*** Records shown Section Begins ***

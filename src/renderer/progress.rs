use crate::core::watermark::Watermark;

/// Inner width of the framed dialog.
pub const BOX_WIDTH: usize = 64;
pub const PROGRESSBAR_LENGTH: usize = 57;

// Slots shown per dialog row
const SLOT_ROWS: [std::ops::Range<usize>; 3] = [0..12, 12..24, 24..32];

fn border() -> String {
    format!("  {}\n", ":".repeat(BOX_WIDTH + 4))
}

fn line(content: &str) -> String {
    format!("  ::{:^width$}::\n", content, width = BOX_WIDTH)
}

fn dialog(body: &[String]) -> String {
    let mut out = String::from("\n");
    out.push_str(&border());
    out.push_str(&border());
    for row in body {
        out.push_str(&line(row));
    }
    out.push_str(&border());
    out.push_str(border().trim_end());
    out
}

fn slot_label(slot: Option<u8>) -> String {
    match slot {
        Some(v) => format!("{:<2}", v),
        None => "??".to_string(),
    }
}

pub fn progress_bar(filled: usize, total: usize) -> String {
    let done = if total == 0 { 0 } else { (filled * PROGRESSBAR_LENGTH / total).min(PROGRESSBAR_LENGTH) };
    format!("{}{}", "|".repeat(done), " ".repeat(PROGRESSBAR_LENGTH - done))
}

/// Dialog showing every slot and overall progress.
pub fn render_progress(watermark: &Watermark) -> String {
    let slots = watermark.slots();
    let mut body = vec![String::new(), "DECODING MESSAGE...".to_string(), String::new(), String::new()];

    for range in SLOT_ROWS {
        let labels: Vec<String> = slots
            .get(range)
            .unwrap_or_default()
            .iter()
            .map(|s| slot_label(*s))
            .collect();
        body.push(labels.join("   "));
    }

    body.extend([String::new(), String::new(), String::new()]);
    body.push(progress_bar(watermark.filled(), watermark.capacity()));
    body.extend([String::new(), String::new()]);
    dialog(&body)
}

/// Dialog shown once the message has been written.
pub fn render_success(output_name: &str) -> String {
    let mut body = vec![String::new(), "MESSAGE DECODED SUCCESSFULLY!".to_string()];
    body.extend(std::iter::repeat(String::new()).take(5));
    body.push(format!("Saved to {}", output_name));
    body.extend([String::new(), String::new()]);
    body.push(progress_bar(1, 1));
    body.extend([String::new(), String::new()]);
    dialog(&body)
}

*** Records shown Section Ends ***

Each line of the records, from the opening one through the line holding "pub fn progress_bar(filled: usize, total: usize)", should be restated word for word, with nothing else in the answer.

Task output -
filename src/renderer/progress.rs
use crate::core::watermark::Watermark;

/// Inner width of the framed dialog.
pub const BOX_WIDTH: usize = 64;
pub const PROGRESSBAR_LENGTH: usize = 57;

// Slots shown per dialog row
const SLOT_ROWS: [std::ops::Range<usize>; 3] = [0..12, 12..24, 24..32];

fn border() -> String {
    format!("  {}\n", ":".repeat(BOX_WIDTH + 4))
}

fn line(content: &str) -> String {
    format!("  ::{:^width$}::\n", content, width = BOX_WIDTH)
}

fn dialog(body: &[String]) -> String {
    let mut out = String::from("\n");
    out.push_str(&border());
    out.push_str(&border());
    for row in body {
        out.push_str(&line(row));
    }
    out.push_str(&border());
    out.push_str(border().trim_end());
    out
}

fn slot_label(slot: Option<u8>) -> String {
    match slot {
        Some(v) => format!("{:<2}", v),
        None => "??".to_string(),
    }
}

pub fn progress_bar(filled: usize, total: usize) -> String {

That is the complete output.